Georges Simenon

Scrivendo ci si racconta sempre un po', anche per negazione, anche per antinomia: si è se stessi e si è altro da sé, si racconta di se stessi raccontando di un altro: Madame Bovary c'est moi. È sempre vero? e se sì, fino a che punto è possibile celarsi nelle vesti altrui senza scoprire la propria nudità, fino a che punto la mimesi necessaria per scrivere la storia di un "altro" può essere giocata senza rischiare di perdere se stessi? Pensavo a Simenon, alla sua grandezza inesplorabile dalla critica, alla sua capacità di calarsi nella realtà altrui "fino quasi a farlo urlare", per continuare a citare Flaubert, e alla discrasia tra la persona che emerge dalle Memorie intime e i suoi personaggi: sembra che Simenon riesca ad essere, in qualche modo, solo l'altro, mentre scrive. Penso a Il gatto, ad esempio, o anche, ne Il fidanzamento di M. Hire, alla capacità di descrivere la borghesia minuscola, il suo decoro polveroso e perverso, la mediocrità portata a valore assoluto in quanto eredità del proprio vissuto, mai e in nessun modo messa in discussione. Che è una dimensione completamente altra dalla sua vita convulsa, anche oscena, sempre e comunque al di sopra delle righe, votata all'eccesso.

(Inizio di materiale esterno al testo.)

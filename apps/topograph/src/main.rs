//! # Topograph - Ceph Topology Agent
//!
//! Renders the Ceph daemons and hardware of a host into a live topology
//! graph.
//!
//! ## Architecture
//!
//! ```text
//! ┌───────────────────────────────────────────────────────────────┐
//! │                   apps/topograph (THE BINARY)                 │
//! │                                                               │
//! │  ┌────────────┐   ┌─────────────┐   ┌──────────────────────┐  │
//! │  │    CLI     │   │    Agent    │   │ Collector (ceph,lshw)│  │
//! │  │   (clap)   │   │ (bootstrap) │   │   (tokio interval)   │  │
//! │  └─────┬──────┘   └──────┬──────┘   └──────────┬───────────┘  │
//! │        └─────────────────┼─────────────────────┘              │
//! │                          ▼                                    │
//! │                 ┌──────────────────┐                          │
//! │                 │  topograph-core  │                          │
//! │                 │   (THE LOGIC)    │                          │
//! │                 └──────────────────┘                          │
//! └───────────────────────────────────────────────────────────────┘
//! ```
//!
//! ## Usage
//!
//! ```bash
//! topograph agent --config /etc/topograph/agent.toml
//! topograph reclassify -f lshw.json
//! topograph inspect <blob>
//! ```

use clap::Parser;
use topograph::cli;
use tracing_subscriber::{layer::SubscriberExt, util::SubscriberInitExt};

// =============================================================================
// APPLICATION ENTRY POINT
// =============================================================================

#[tokio::main]
async fn main() {
    // TOPOGRAPH_LOG_FORMAT=json enables machine-parseable output.
    let log_format = std::env::var("TOPOGRAPH_LOG_FORMAT").unwrap_or_else(|_| "text".to_string());

    let filter = tracing_subscriber::EnvFilter::try_from_default_env()
        .unwrap_or_else(|_| "topograph=info,topograph_core=info".into());

    match log_format.as_str() {
        "json" => {
            tracing_subscriber::registry()
                .with(filter)
                .with(tracing_subscriber::fmt::layer().json().with_writer(std::io::stderr))
                .init();
        }
        _ => {
            tracing_subscriber::registry()
                .with(filter)
                .with(tracing_subscriber::fmt::layer().with_writer(std::io::stderr))
                .init();
        }
    }

    let cli = cli::Cli::parse();

    if let Err(e) = cli::execute(cli).await {
        tracing::error!("Error: {}", e);
        std::process::exit(1);
    }
}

Simenon scrive per quarant'anni, obbligato dalle storie che intravvede dietro uno sguardo e che si inscrivono nella sua memoria sorprendente, compilando un'antologia della protervia di vivere che si raccorda, per estensione e lucidità, alla Comédie humaine e ai Rougon-Macquart. E poi, a un certo punto, smette di scrivere; quando negli anni Settanta la realtà fuori di lui cambia prepotentemente, quando gli sguardi che lui decodifica non parlano più dell'orrore del vivere soli ma della ragionevole bellezza del vivere collettivo, lui non è più in grado di scrivere, e si affida alle Dictées per restare vivo, per poter continuare a parlare di sé. 

Perché Simenon è il gran maestro delle solitudini, delle persone lasciate a se stesse e che combattono per restare tali. Quello che accomuna i suoi personaggi è il ripiegamento su di sé causato dall'impossibilità di percepire l'esterno come una opportunità e non come un pericolo; e l'interrogazione continua, ossessiva, che punteggia il suo scrivere è il forsennato soliloquio delle grandi solitudini, quelle irredimibili.